Tarihsel arka plan

2016; Amerikan sağının ünlü kanalı Fox News kurucusu ve genel müdürü Roger Ailes’ın kadın çalışanlarını maruz bıraktığı tacizlerin ortaya çıktığı yıldı. Roger Ailes, yıllar boyunca yanında çalışan hemen hemen her kadını cinsel tacize maruz bırakmıştı. Tacizlerin ortaya çıkması ise, işten atılmayı beklerken taciz davası açan Gretchen Carlson ile gerçekleşti. Carlson, kendi programına makyaj yapmadan çıktığı için Ailes’in cinsiyetçi hakaretlerine maruz kalır ve Ailes tarafından taciz edildiği iddiasıyla dava açar.  Dava, geçmişte Fox News’te çalışmış ve çalışmaya devam eden kadınların katılımıyla büyür

Aynı dönemde ABD başkanlık seçimleri sırasında Donald Trump, Fox News sunucularından Megyn Kelly’yle tartışır. Trump, Kelly ile konuşurken ve programdan sonra attığı tweetlerde tıpkı Ailes gibi cinsiyetçi hakaretler sarf eder. Amacı Kelly’e karşı kamuoyu oluşturmaktır. Roger Ailes ise çalışanını korumak yerine bu tartışmanın yarattığı popülerlikten ve reytinglerin artmasından yararlanır. Carlson’un açtığı davanın duyulmasının ardından, geçmişte Ailes’in tacizine maruz kalmış olan Kelly de Carlson’a destek verir. Roger Ailes kısa bir süre sonra kanalın sahibi Rupert Murdoch tarafından işten atılır. Davadan bir yıl sonra da, Hollywood’da Harvey Weinstein’ın tacizleri ortaya çıkacak, #MeToo ve #TimesUp hareketleri başlayacaktır.

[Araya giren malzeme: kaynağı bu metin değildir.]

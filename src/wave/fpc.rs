use {
  super::{Classifier, DagTap, FpcBlock, PqEngine},
  crate::{
    metrics::{Counter, MetricsRegistry},
    primitives::{Bitset, NodeId, ObjectId, TxRef},
    validators::ValidatorSet,
  },
  dashmap::{DashMap, DashSet},
  std::sync::{
    atomic::{AtomicBool, Ordering},
    Arc,
  },
  tracing::{debug, info},
};

/// Fast-path state of a transaction. Transitions never go
/// backwards: `Pending` moves to `Executable` or `Mixed`, both may
/// end up `Final`.
#[derive(Debug, Clone, Copy, PartialEq, Eq)]
pub enum FpcStatus {
  /// Known but without a quorum of votes yet.
  Pending,

  /// A byzantine quorum vouched for the transaction, it may run
  /// speculatively against its owned objects.
  Executable,

  /// Covered by an accepted anchor block or by a dual certificate.
  Final,

  /// Touches shared state, only the anchor path may finalize it.
  Mixed,
}

struct TxState {
  status: FpcStatus,
  voters: Bitset,
}

struct FpcMetrics {
  votes_recorded: Counter,
  votes_shared_ignored: Counter,
  equivocations: Counter,
  executable: Counter,
  finalized: Counter,
}

/// Tracks owned-object votes piggybacked on host blocks.
///
/// State lives in sharded maps so that votes for independent
/// transactions land in parallel. A transaction becomes executable
/// once 2f+1 distinct validators vouched for it, and final once an
/// accepted anchor block covers it or once both certificate flavors
/// exist for it.
pub struct WaveFpc {
  committee: ValidatorSet,
  self_id: NodeId,
  classifier: Arc<dyn Classifier>,
  dag: Arc<dyn DagTap>,
  pq: Option<Arc<dyn PqEngine>>,

  txs: DashMap<TxRef, TxState>,
  /// First-vote rule: the transaction each validator first vouched
  /// for on each object. Never rewritten.
  object_votes: DashMap<(NodeId, ObjectId), TxRef>,
  /// Distinct transactions that received any vote per object.
  conflict_sets: DashMap<ObjectId, Vec<TxRef>>,
  /// Validators whose accepted blocks carried the epoch bit.
  epoch_closers: DashSet<NodeId>,
  paused: AtomicBool,

  metrics: FpcMetrics,
}

impl WaveFpc {
  pub fn new(
    committee: ValidatorSet,
    self_id: NodeId,
    classifier: Arc<dyn Classifier>,
    dag: Arc<dyn DagTap>,
    pq: Option<Arc<dyn PqEngine>>,
    registry: &dyn MetricsRegistry,
  ) -> Self {
    Self {
      committee,
      self_id,
      classifier,
      dag,
      pq,
      txs: DashMap::new(),
      object_votes: DashMap::new(),
      conflict_sets: DashMap::new(),
      epoch_closers: DashSet::new(),
      paused: AtomicBool::new(false),
      metrics: FpcMetrics {
        votes_recorded: registry.counter("fpc_votes_recorded"),
        votes_shared_ignored: registry.counter("fpc_votes_shared_ignored"),
        equivocations: registry.counter("fpc_equivocations"),
        executable: registry.counter("fpc_executable"),
        finalized: registry.counter("fpc_finalized"),
      },
    }
  }

  /// Number of distinct validators that constitutes a quorum.
  pub fn quorum(&self) -> usize {
    self.committee.quorum()
  }

  /// Ingests the fast-path votes of a freshly observed block.
  ///
  /// Votes for shared transactions are ignored. A vote whose
  /// author already vouched for a different transaction on any of
  /// the touched objects is discarded whole as an equivocation.
  pub fn on_block_observed(&self, block: &dyn FpcBlock) {
    let author = block.author();
    let Some(author_index) = self.committee.index_of(&author) else {
      debug!("ignoring votes from unknown validator {author}");
      return;
    };

    for tx in block.fpc_votes() {
      let owned = self.classifier.owned_inputs(&tx);
      if owned.is_empty() {
        self.metrics.votes_shared_ignored.inc();
        continue;
      }

      let equivocates = owned.iter().any(|object| {
        self
          .object_votes
          .get(&(author, *object))
          .map(|first| *first != tx)
          .unwrap_or(false)
      });
      if equivocates {
        debug!("discarding equivocating vote of {author} for {tx}");
        self.metrics.equivocations.inc();
        continue;
      }

      for object in &owned {
        self.object_votes.entry((author, *object)).or_insert(tx);
        let mut conflicts =
          self.conflict_sets.entry(*object).or_default();
        if !conflicts.contains(&tx) {
          conflicts.push(tx);
        }
      }

      self.metrics.votes_recorded.inc();
      self.record_voter(&tx, author_index);
    }
  }

  /// Flips the voter bit and promotes the transaction once the
  /// quorum is reached, handing the voter list to the certificate
  /// engine.
  fn record_voter(&self, tx: &TxRef, author_index: usize) {
    let mut promoted_voters = None;
    {
      let mut state = self.txs.entry(*tx).or_insert_with(|| TxState {
        status: FpcStatus::Pending,
        voters: Bitset::new(self.committee.len()),
      });

      if state.voters.set(author_index) != Ok(true) {
        return;
      }
      if state.status == FpcStatus::Pending
        && state.voters.count() >= self.committee.quorum()
      {
        state.status = FpcStatus::Executable;
        promoted_voters = Some(
          state
            .voters
            .ones()
            .filter_map(|i| self.committee.get(i).map(|v| v.id))
            .collect::<Vec<_>>(),
        );
      }
    }

    if let Some(voters) = promoted_voters {
      info!("transaction {tx} is executable with {} votes", voters.len());
      self.metrics.executable.inc();
      if let Some(pq) = &self.pq {
        pq.submit(tx, &voters);
      }
    }
  }

  /// Picks up to `budget` transactions this node can vouch for in
  /// its next block.
  ///
  /// Candidates come from the outer mempool or DAG frontier. Only
  /// owned-only transactions qualify, and never one that collides
  /// with an earlier own vote on any of its objects. Selected
  /// candidates reserve this node's object votes immediately, so
  /// later candidates in the same call respect them.
  pub fn next_votes<I>(&self, candidates: I, budget: usize) -> Vec<TxRef>
  where
    I: IntoIterator<Item = TxRef>,
  {
    if self.paused.load(Ordering::Acquire) {
      return vec![];
    }

    let mut votes = vec![];
    for tx in candidates {
      if votes.len() >= budget {
        break;
      }
      if let Some(state) = self.txs.get(&tx) {
        if state.status == FpcStatus::Mixed {
          continue;
        }
      }

      let owned = self.classifier.owned_inputs(&tx);
      if owned.is_empty() {
        continue;
      }
      let collides = owned.iter().any(|object| {
        self
          .object_votes
          .get(&(self.self_id, *object))
          .map(|first| *first != tx)
          .unwrap_or(false)
      });
      if collides {
        continue;
      }
      if votes
        .iter()
        .any(|picked| self.classifier.conflicts(picked, &tx))
      {
        continue;
      }

      for object in &owned {
        self
          .object_votes
          .entry((self.self_id, *object))
          .or_insert(tx);
      }
      votes.push(tx);
    }
    votes
  }

  /// Reacts to a block being accepted by the anchor chain.
  ///
  /// Executable transactions covered by the block's ancestry
  /// become final. Accepted epoch-bit blocks register their author
  /// towards closing the epoch.
  pub fn on_block_accepted(&self, block: &dyn FpcBlock) {
    let block_id = block.id();
    for tx in block.fpc_votes() {
      let Some(mut state) = self.txs.get_mut(&tx) else {
        continue;
      };
      let anchored = match state.status {
        FpcStatus::Executable => {
          state.voters.count() >= self.committee.quorum()
            && self.dag.in_ancestry(&block_id, &tx)
        }
        // mixed transactions have no voter quorum to show, the
        // anchor ordering alone finalizes them
        FpcStatus::Mixed => self.dag.in_ancestry(&block_id, &tx),
        _ => false,
      };
      if anchored {
        state.status = FpcStatus::Final;
        drop(state);
        info!("transaction {tx} is final, anchored by {block_id}");
        self.metrics.finalized.inc();
      }
    }

    if block.epoch_bit() {
      self.epoch_closers.insert(block.author());
    }
  }

  /// Promotes an executable transaction to final on the strength
  /// of its certificate pair. Requires the post-quantum proof to
  /// exist, the caller attests the BLS aggregate.
  pub fn on_dual_certificate(&self, tx: &TxRef) -> bool {
    let has_pq = self
      .pq
      .as_ref()
      .map(|pq| pq.has_pq(tx))
      .unwrap_or(false);
    if !has_pq {
      return false;
    }

    let Some(mut state) = self.txs.get_mut(tx) else {
      return false;
    };
    if state.status != FpcStatus::Executable {
      return false;
    }
    state.status = FpcStatus::Final;
    drop(state);
    info!("transaction {tx} is final through its certificate pair");
    self.metrics.finalized.inc();
    true
  }

  /// Takes a transaction off the fast path for touching shared
  /// state. Idempotent, and a no-op once the transaction advanced
  /// past pending.
  pub fn mark_mixed(&self, tx: &TxRef) {
    let mut state = self.txs.entry(*tx).or_insert_with(|| TxState {
      status: FpcStatus::Pending,
      voters: Bitset::new(self.committee.len()),
    });
    match state.status {
      FpcStatus::Pending => state.status = FpcStatus::Mixed,
      FpcStatus::Mixed => {}
      status => {
        debug!("not marking {tx} mixed, it is already {status:?}");
      }
    }
  }

  pub fn status(&self, tx: &TxRef) -> FpcStatus {
    self
      .txs
      .get(tx)
      .map(|state| state.status)
      .unwrap_or(FpcStatus::Pending)
  }

  /// Number of distinct validators that vouched for a transaction.
  pub fn voters(&self, tx: &TxRef) -> usize {
    self
      .txs
      .get(tx)
      .map(|state| state.voters.count())
      .unwrap_or(0)
  }

  /// Snapshot of the transactions that received votes on an object.
  pub fn conflict_set(&self, object: &ObjectId) -> Vec<TxRef> {
    self
      .conflict_sets
      .get(object)
      .map(|set| set.value().clone())
      .unwrap_or_default()
  }

  /// Whether a quorum of distinct validators had epoch-bit blocks
  /// accepted.
  pub fn epoch_closable(&self) -> bool {
    self.epoch_closers.len() >= self.committee.quorum()
  }

  /// Latches the epoch fence: no new votes are generated while the
  /// epoch is closing. Observation and anchoring keep working.
  pub fn on_epoch_close_start(&self) {
    self.paused.store(true, Ordering::Release);
    info!("fast path paused for epoch close");
  }

  /// Lifts the fence and discards the per-object vote state of the
  /// closed epoch. Transactions still pending are forgotten with
  /// it, their status reads stay `Pending`.
  pub fn on_epoch_closed(&self) {
    self.object_votes.clear();
    self.conflict_sets.clear();
    self.epoch_closers.clear();
    self.txs.retain(|_, state| state.status != FpcStatus::Pending);
    self.paused.store(false, Ordering::Release);
    info!("fast path resumed in the new epoch");
  }
}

Carlson, Kelly ve diğerleri..

Hollywood’da gazetecilikle ilgili iki elin on parmağını geçmeyen sayıda film var. Söz konusu filmler hegemonik ilişkilerden bağımsız haber yapabilmenin mümkün olup olmadığıyla ilgili. Bombshell ise kurumsal bir yapı olarak gazeteciliğin eril egemen işleyişini konu alıyor. Bu nedenle Hollywood tarihi bağlamında önemli bir film. Roger Ailes filmde gördüğümüz kadarıyla 23 küsur kadın tarafından cinsel istismarla suçlanıyor ve Murdoch tarafından görevden alınıyor. Ailes kendisini dava eden kadınlara milyon dolarlar ödüyor. Oysa biliyoruz ki kadınların iş yerlerinde ve gündelik hayatlarında istismara maruz bırakılmaları Ailes ve Harvey Weinstein ile sınırlı değil. Seçilmiş bir iki kişinin hedef gösterilmesi ve sistem dışı bırakılmasıyla çözümlendiğini varsayamayacağımız kadar büyük bir sorun karşımızdaki. Ancak Bombshell son tahlilde tam da bunu yapıyor, Ailes’le birlikte kadınları istismar eden başka erkeklerin de olduğu (Ailes’in arkadaşları) bilgisinin verilmesine rağmen sadece Ailes’in cezalandırıldığı bir son izliyoruz.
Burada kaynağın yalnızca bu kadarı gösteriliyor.